TASK DETAILS. Beginning with the first line, transcribe the entries below exactly through the line containing "use crate::dispatcher::Dispatcher;", inclusive.
(MATERIALS PROVIDED)
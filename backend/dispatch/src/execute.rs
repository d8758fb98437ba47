//! Query execution on the owning thread.

use nodebridge_config::DispatchConfig;
use nodebridge_core::{
    snapshot_host, ActionId, CallbackHandle, Direction, FetchFlags, FocusKind, Node, NodeId,
    NodeSource, Query, Request, RequestArguments, HOST_ID, ROOT_OWNER_ID,
};
use nodebridge_prefetch::{prefetch, verify_tree};
use tracing::{debug, error};

use crate::dispatcher::Dispatcher;
use crate::message::QueuedRequest;

/// Delivers results for one request; a request without a callback delivers
/// nothing.
struct Reply {
    callback: Option<CallbackHandle>,
    interaction_id: i64,
}

impl Reply {
    fn single(&self, node: Option<Node>) {
        if let Some(callback) = &self.callback {
            callback.deliver_single(node, self.interaction_id);
        }
    }

    fn batch(&self, nodes: Vec<Node>) {
        if let Some(callback) = &self.callback {
            callback.deliver_batch(nodes, self.interaction_id);
        }
    }

    fn prefetch(&self, nodes: Vec<Node>) {
        if let Some(callback) = &self.callback {
            callback.deliver_prefetch(nodes, self.interaction_id);
        }
    }

    fn action_result(&self, success: bool) {
        if let Some(callback) = &self.callback {
            callback.deliver_action_result(success, self.interaction_id);
        }
    }
}

/// Run one admitted request against `source`.
pub(crate) fn execute<S: NodeSource>(
    source: &mut S,
    dispatcher: &Dispatcher,
    config: &DispatchConfig,
    item: QueuedRequest,
) {
    let QueuedRequest {
        request,
        caller,
        pending_id,
    } = item;
    let Request {
        query,
        flags,
        interaction_id,
        callback,
    } = request;
    let kind = query.kind();

    if !dispatcher.begin_execution(pending_id) {
        debug!(interaction_id, %kind, "Already answered by an earlier fetch");
        return;
    }
    if !source.is_attached() {
        debug!(interaction_id, %kind, "Tree detached, query dropped");
        return;
    }
    debug!(interaction_id, %kind, caller = %caller, "Executing query");

    let flags = match query {
        Query::ClearAccessibilityFocus => {
            flags | FetchFlags::INCLUDE_NOT_IMPORTANT | FetchFlags::ACCESSIBILITY_TOOL
        }
        _ => flags,
    };
    let reply = Reply {
        callback,
        interaction_id,
    };

    source.set_fetch_flags(flags);
    match query {
        Query::ByNodeId {
            node_id,
            extra_args,
        } => by_node_id(
            source,
            dispatcher,
            config,
            node_id,
            extra_args.as_ref(),
            flags,
            &reply,
        ),
        Query::ByViewTag { owner_id, tag } => {
            reply.batch(by_view_tag(&*source, owner_id, &tag, flags));
        }
        Query::ByText {
            owner_id,
            descendant_id,
            text,
        } => reply.batch(by_text(&*source, owner_id, descendant_id, &text, flags)),
        Query::FindFocus {
            owner_id,
            descendant_id,
            focus_kind,
        } => reply.single(find_focus(&*source, owner_id, descendant_id, focus_kind, flags)),
        Query::FocusSearch {
            owner_id,
            direction,
        } => reply.single(focus_search(&*source, owner_id, direction)),
        Query::PerformAction {
            owner_id,
            descendant_id,
            action,
            args,
        } => {
            let success =
                perform_action(source, owner_id, descendant_id, action, args.as_ref(), flags);
            reply.action_result(success);
        }
        Query::ClearAccessibilityFocus => clear_accessibility_focus(source, flags),
        Query::NotifyOutsideTouch => notify_outside_touch(source),
    }
    source.reset_fetch_flags();
}

/// Whether a node may be shown to the caller.
fn exposed<S: NodeSource>(source: &S, handle: &S::Handle, flags: FetchFlags) -> bool {
    !source.is_data_sensitive(handle) || flags.contains(FetchFlags::ACCESSIBILITY_TOOL)
}

fn visible_root<S: NodeSource>(source: &S, owner_id: u32) -> Option<S::Handle> {
    source.lookup(owner_id).filter(|h| source.is_visible(h))
}

fn by_node_id<S: NodeSource>(
    source: &mut S,
    dispatcher: &Dispatcher,
    config: &DispatchConfig,
    node_id: NodeId,
    extra_args: Option<&RequestArguments>,
    flags: FetchFlags,
    reply: &Reply,
) {
    let handle = visible_root(&*source, node_id.owner_id);
    let primary = handle
        .as_ref()
        .and_then(|h| source.snapshot(h, node_id.descendant_id, extra_args));
    let interruptible = flags.is_interruptible();

    // Interruptible fetches answer the primary before prefetching.
    if interruptible {
        reply.single(primary.clone());
    }

    let mut prefetched = match &handle {
        Some(handle) => prefetch(
            &*source,
            primary.as_ref(),
            handle,
            flags.strategy(),
            config.max_prefetched_nodes(),
            || interruptible && dispatcher.has_queued_work(),
        ),
        None => Vec::new(),
    };
    let satisfied = dispatcher.satisfy(primary.as_ref(), &mut prefetched, flags);

    if config.enforce_tree_consistency() {
        let batch: Vec<Node> = primary.iter().chain(prefetched.iter()).cloned().collect();
        if let Err(e) = verify_tree(&batch) {
            error!(node = %node_id, error = %e, "Inconsistent result batch");
            panic!("inconsistent result batch for {node_id}: {e}");
        }
    }

    if interruptible {
        if !prefetched.is_empty() {
            reply.prefetch(prefetched);
        }
    } else {
        let mut batch = Vec::with_capacity(prefetched.len() + 1);
        batch.extend(primary);
        batch.extend(prefetched);
        reply.batch(batch);
    }

    if let Some(satisfied) = satisfied {
        satisfied.deliver();
    }
}

fn by_view_tag<S: NodeSource>(
    source: &S,
    owner_id: u32,
    tag: &str,
    flags: FetchFlags,
) -> Vec<Node> {
    let Some(root) = visible_root(source, owner_id) else {
        return Vec::new();
    };
    source
        .views_with_tag(&root, tag)
        .iter()
        .filter(|h| source.is_visible(h) && exposed(source, h, flags))
        .filter_map(|h| snapshot_host(source, h))
        .collect()
}

fn by_text<S: NodeSource>(
    source: &S,
    owner_id: u32,
    descendant_id: u32,
    text: &str,
    flags: FetchFlags,
) -> Vec<Node> {
    let Some(root) = visible_root(source, owner_id) else {
        return Vec::new();
    };
    if source.has_provider(&root) {
        return source.provider_find_by_text(&root, descendant_id, text);
    }
    if descendant_id != HOST_ID {
        return Vec::new();
    }
    let mut found = Vec::new();
    for view in source.views_with_text(&root, text) {
        if !source.is_visible(&view) || !exposed(source, &view, flags) {
            continue;
        }
        if source.has_provider(&view) {
            found.extend(source.provider_find_by_text(&view, HOST_ID, text));
        } else if let Some(node) = snapshot_host(source, &view) {
            found.push(node);
        }
    }
    found
}

fn find_focus<S: NodeSource>(
    source: &S,
    owner_id: u32,
    descendant_id: u32,
    kind: FocusKind,
    flags: FetchFlags,
) -> Option<Node> {
    let root = visible_root(source, owner_id)?;
    match kind {
        FocusKind::Accessibility => {
            let focus = source.accessibility_focus()?;
            let host = focus.host;
            if !source.is_descendant_of(&host, &root)
                || !source.is_visible(&host)
                || !exposed(source, &host, flags)
            {
                return None;
            }
            if source.has_provider(&host) {
                let virtual_descendant = focus.virtual_descendant?;
                source.snapshot(&host, virtual_descendant, None)
            } else if descendant_id == HOST_ID {
                snapshot_host(source, &host)
            } else {
                None
            }
        }
        FocusKind::Input => {
            let target = source
                .input_focus(&root)
                .filter(|h| source.is_visible(h) && exposed(source, h, flags))?;
            let from_provider = if source.has_provider(&target) {
                source.provider_find_focus(&target, FocusKind::Input)
            } else {
                None
            };
            from_provider.or_else(|| snapshot_host(source, &target))
        }
    }
}

fn focus_search<S: NodeSource>(source: &S, owner_id: u32, direction: Direction) -> Option<Node> {
    let root = visible_root(source, owner_id)?;
    let next = source.focus_search(&root, direction)?;
    snapshot_host(source, &next)
}

fn perform_action<S: NodeSource>(
    source: &mut S,
    owner_id: u32,
    descendant_id: u32,
    action: ActionId,
    args: Option<&RequestArguments>,
    flags: FetchFlags,
) -> bool {
    if !source.accepts_actions() {
        debug!(owner_id, "Tree not accepting actions");
        return false;
    }
    let Some(target) = source
        .lookup(owner_id)
        .filter(|h| source.is_visible(h) && exposed(&*source, h, flags))
    else {
        return false;
    };
    if !source.has_provider(&target) && descendant_id != HOST_ID {
        return false;
    }
    source.perform_action(&target, descendant_id, action, args)
}

fn clear_accessibility_focus<S: NodeSource>(source: &mut S, flags: FetchFlags) {
    let Some(focus) = source.accessibility_focus() else {
        return;
    };
    let Some(root) = source.lookup(ROOT_OWNER_ID) else {
        return;
    };
    if !source.is_descendant_of(&focus.host, &root) {
        return;
    }
    let owner_id = source.owner_id(&focus.host);
    let descendant_id = focus.virtual_descendant.unwrap_or(HOST_ID);
    let cleared = perform_action(
        source,
        owner_id,
        descendant_id,
        ActionId::CLEAR_ACCESSIBILITY_FOCUS,
        None,
        flags,
    );
    debug!(owner_id, descendant_id, cleared, "Accessibility focus cleared");
}

fn notify_outside_touch<S: NodeSource>(source: &mut S) {
    if !source.accepts_actions() {
        return;
    }
    if let Some(root) = visible_root(&*source, ROOT_OWNER_ID) {
        source.notify_outside_touch(&root);
    }
}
(End MATERIALS PROVIDED)
TASK RESPONSE.
filename backend/dispatch/src/execute.rs
repository d8758fb98437ba47
//! Query execution on the owning thread.

use nodebridge_config::DispatchConfig;
use nodebridge_core::{
    snapshot_host, ActionId, CallbackHandle, Direction, FetchFlags, FocusKind, Node, NodeId,
    NodeSource, Query, Request, RequestArguments, HOST_ID, ROOT_OWNER_ID,
};
use nodebridge_prefetch::{prefetch, verify_tree};
use tracing::{debug, error};

use crate::dispatcher::Dispatcher;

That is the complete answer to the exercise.